The first Woolworth store was opened by Frank Winfield Woolworth on February 22, 1878, as “Woolworth’s Great Five Cent Store” which sold discounted general merchandise at fixed prices. Though it initially appeared to be successful, the store soon failed. However Woolworth opened his next store in a new location in Lancaster, Pennsylvania on July 18, 1879 and this one proved a success. He brought his brother, Charles Sumner (Sum) Woolworth, into the business.
The two Woolworth brothers pioneered and developed merchandising, direct purchasing, sales, and customer service practices commonly used today. Woolworth, as the stores popularly became known, was one of the first American retailers to put merchandise out for the shopping public to handle and select without the assistance of a sales clerk. Earlier retailers had kept all merchandise behind a counter and customers presented the clerk with a list of items they wished to buy.
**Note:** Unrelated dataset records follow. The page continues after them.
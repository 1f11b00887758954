//! Status-file decoding.
//!
//! The external CLI rewrites one small JSON document per working directory.
//! The document schema has changed over the file's life and carries no
//! version field, so decoding tries each known shape against the same bytes
//! and detects by field presence. Unknown extra fields are ignored in both
//! shapes; a file matching neither shape is malformed and skipped by the
//! scan, never fatal.

use std::path::Path;

use chrono::{DateTime, TimeZone, Utc};
use serde::Deserialize;

use crate::error::{Result, SessionsError};
use crate::types::{CodeImpact, ContextWindow, Cost, ModelInfo, Session, TokenUsage};

#[derive(Debug, Deserialize)]
struct ModelData {
    display_name: String,
    id: String,
}

/// Current statusline payload: raw token counters nested under
/// `context_window`, cost totals in USD and milliseconds.
#[derive(Debug, Deserialize)]
struct StatuslineDoc {
    session_id: String,
    cwd: String,
    model: ModelData,
    context_window: StatuslineContextWindow,
    cost: StatuslineCost,
    #[serde(rename = "_statusline_update_time")]
    statusline_update_time: i64,
    #[serde(default)]
    transcript_path: Option<String>,
}

#[derive(Debug, Deserialize)]
struct StatuslineContextWindow {
    total_input_tokens: u64,
    total_output_tokens: u64,
    context_window_size: u64,
    #[serde(default)]
    used_percentage: Option<f64>,
}

#[derive(Debug, Deserialize)]
struct StatuslineCost {
    total_cost_usd: f64,
    total_duration_ms: i64,
    #[serde(default)]
    total_lines_added: Option<u64>,
    #[serde(default)]
    total_lines_removed: Option<u64>,
}

/// Older pre-split snapshot: token usage, context window, cost, and
/// duration already broken out into their own blocks.
#[derive(Debug, Deserialize)]
struct SnapshotDoc {
    session_id: String,
    cwd: String,
    model: ModelData,
    token_usage: SnapshotTokenUsage,
    context_window: SnapshotContextWindow,
    #[serde(default)]
    cost: SnapshotCost,
    #[serde(default)]
    duration: SnapshotDuration,
    #[serde(default)]
    code_impact: Option<SnapshotCodeImpact>,
    last_update_time: i64,
    #[serde(default)]
    transcript_path: Option<String>,
}

#[derive(Debug, Deserialize)]
struct SnapshotTokenUsage {
    input: u64,
    output: u64,
}

#[derive(Debug, Deserialize)]
struct SnapshotContextWindow {
    #[serde(default)]
    used_percentage: Option<f64>,
    max_tokens: u64,
}

#[derive(Debug, Default, Deserialize)]
struct SnapshotCost {
    #[serde(default)]
    total: f64,
    #[serde(default)]
    input: f64,
    #[serde(default)]
    output: f64,
}

#[derive(Debug, Default, Deserialize)]
struct SnapshotDuration {
    #[serde(default)]
    total_seconds: f64,
}

#[derive(Debug, Deserialize)]
struct SnapshotCodeImpact {
    #[serde(default)]
    lines_added: u64,
    #[serde(default)]
    lines_removed: u64,
}

/// Decodes one status file into a normalized session record.
///
/// The current statusline shape is tried first, then the legacy snapshot
/// shape. Display metadata (`display_name`, `first_prompt`) is left empty;
/// the scan fills it in from the session index.
pub fn parse_status_file(path: &Path, bytes: &[u8]) -> Result<Session> {
    match serde_json::from_slice::<StatuslineDoc>(bytes) {
        Ok(doc) => doc.into_session(path),
        Err(primary) => match serde_json::from_slice::<SnapshotDoc>(bytes) {
            Ok(doc) => doc.into_session(path),
            Err(_) => Err(SessionsError::MalformedStatusFile {
                path: path.to_path_buf(),
                details: primary.to_string(),
            }),
        },
    }
}

impl StatuslineDoc {
    fn into_session(self, path: &Path) -> Result<Session> {
        let last_update_time = timestamp_from_millis(path, self.statusline_update_time)?;
        let token_usage = TokenUsage {
            input: self.context_window.total_input_tokens,
            output: self.context_window.total_output_tokens,
        };
        let used_percentage = self.context_window.used_percentage.unwrap_or_else(|| {
            percentage_of(token_usage.total(), self.context_window.context_window_size)
        });
        let code_impact = match (self.cost.total_lines_added, self.cost.total_lines_removed) {
            (None, None) => None,
            (added, removed) => Some(CodeImpact {
                lines_added: added.unwrap_or(0),
                lines_removed: removed.unwrap_or(0),
            }),
        };
        let (project_dir, project_name) =
            derive_project(self.transcript_path.as_deref(), &self.cwd);

        Ok(Session {
            session_id: self.session_id,
            cwd: self.cwd,
            display_name: String::new(),
            first_prompt: String::new(),
            project_dir,
            project_name,
            model: ModelInfo {
                display_name: self.model.display_name,
                id: self.model.id,
            },
            context_window: ContextWindow {
                used_percentage,
                max_tokens: self.context_window.context_window_size,
            },
            token_usage,
            cost: Cost {
                total: self.cost.total_cost_usd,
                input: 0.0,
                output: 0.0,
            },
            duration_secs: self.cost.total_duration_ms as f64 / 1000.0,
            code_impact,
            last_update_time,
        })
    }
}

impl SnapshotDoc {
    fn into_session(self, path: &Path) -> Result<Session> {
        let last_update_time = timestamp_from_millis(path, self.last_update_time)?;
        let token_usage = TokenUsage {
            input: self.token_usage.input,
            output: self.token_usage.output,
        };
        let used_percentage = self
            .context_window
            .used_percentage
            .unwrap_or_else(|| percentage_of(token_usage.total(), self.context_window.max_tokens));
        let (project_dir, project_name) =
            derive_project(self.transcript_path.as_deref(), &self.cwd);

        Ok(Session {
            session_id: self.session_id,
            cwd: self.cwd,
            display_name: String::new(),
            first_prompt: String::new(),
            project_dir,
            project_name,
            model: ModelInfo {
                display_name: self.model.display_name,
                id: self.model.id,
            },
            context_window: ContextWindow {
                used_percentage,
                max_tokens: self.context_window.max_tokens,
            },
            token_usage,
            cost: Cost {
                total: self.cost.total,
                input: self.cost.input,
                output: self.cost.output,
            },
            duration_secs: self.duration.total_seconds,
            code_impact: self.code_impact.map(|impact| CodeImpact {
                lines_added: impact.lines_added,
                lines_removed: impact.lines_removed,
            }),
            last_update_time,
        })
    }
}

/// `max_tokens == 0` yields 0% rather than dividing by zero.
fn percentage_of(total_tokens: u64, max_tokens: u64) -> f64 {
    if max_tokens == 0 {
        0.0
    } else {
        total_tokens as f64 / max_tokens as f64 * 100.0
    }
}

fn timestamp_from_millis(path: &Path, millis: i64) -> Result<DateTime<Utc>> {
    Utc.timestamp_millis_opt(millis)
        .single()
        .ok_or_else(|| SessionsError::MalformedStatusFile {
            path: path.to_path_buf(),
            details: format!("update timestamp out of range: {}", millis),
        })
}

/// The project directory is the transcript's parent when the file names a
/// transcript, otherwise the session's own working directory.
fn derive_project(transcript_path: Option<&str>, cwd: &str) -> (String, String) {
    let project_dir = transcript_path
        .map(Path::new)
        .and_then(Path::parent)
        .filter(|parent| !parent.as_os_str().is_empty())
        .map(|parent| parent.to_string_lossy().into_owned())
        .unwrap_or_else(|| cwd.to_string());
    let project_name = Path::new(&project_dir)
        .file_name()
        .map(|name| name.to_string_lossy().into_owned())
        .unwrap_or_else(|| project_dir.clone());
    (project_dir, project_name)
}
By 1904, there were six chains of affiliated stores operating in the United States and Canada. In November 1909 the first store in the UK opened in Liverpool, on Church Street, this store also included a “Refreshment Room”, another first for the company. A second store opened in Liverpool in February 1910 and a store in Fishergate, Preston opened the following day. Openings went ahead in Manchester, Leeds and Hull and by the Christmas the plan to have stores in towns along the route of the Lancashire and Yorkshire Railway were complete. By the outbreak of WWI, 44 stores had opened, the goal was a hundred outlets by 1919.
In 1912 the Woolworth syndicate agreed to a scheme crafted by Frank Woolworth: to join forces and incorporate as one corporate entity under the name “F. W. Woolworth Company” in a merger of all 596 stores. Frank Woolworth, president of F. W. Woolworth, Corporation, died in 1919, in Glen Cove, New York. His brother Charles Sumner Woolworth took on the new role of Chairman, which he held until 1944.
The British chain opened its hundredth branch in Mansfield, Nottinghamshire in 1921. The target to treble the size of the Company by 1930 saw the four hundredth store open in Southport in July 1930. Eric Pasold head of a major European weaving firm, planning to relocate to England, persuaded the Buying Team in London, to place an order for ladies silk knickers. Pasold named his British company “Ladybird” and continued to give F W Woolworth first refusal on every product. Woolworths went on to buy the Ladybird brand outright in the 1990s. By 1939 the chain had grown to 768 stores, with new outlets from Penzance in the south, to Stornoway, on the Isle of Lewis to the north of Scotland.
In 1962, Woolworth’s founded a chain of large, single-floor discount stores called Woolco. Some of these stores were branded as Winfields, after the founder’s middle name. While it was a success in Canada, the Woolco chain closed in the United States in 1983. Woolco and Woolworth survived in Canada until 1994, when the majority of the Woolco stores there were sold to Wal-Mart.
By Woolworth’s 100th anniversary in 1979, it had become the largest department store chain in the world, according to the Guinness Book of World Records.
The papers in this collection contain accounts, administrative records including branch and property records, legal records, publications, promotions and advertising records, and photographic records.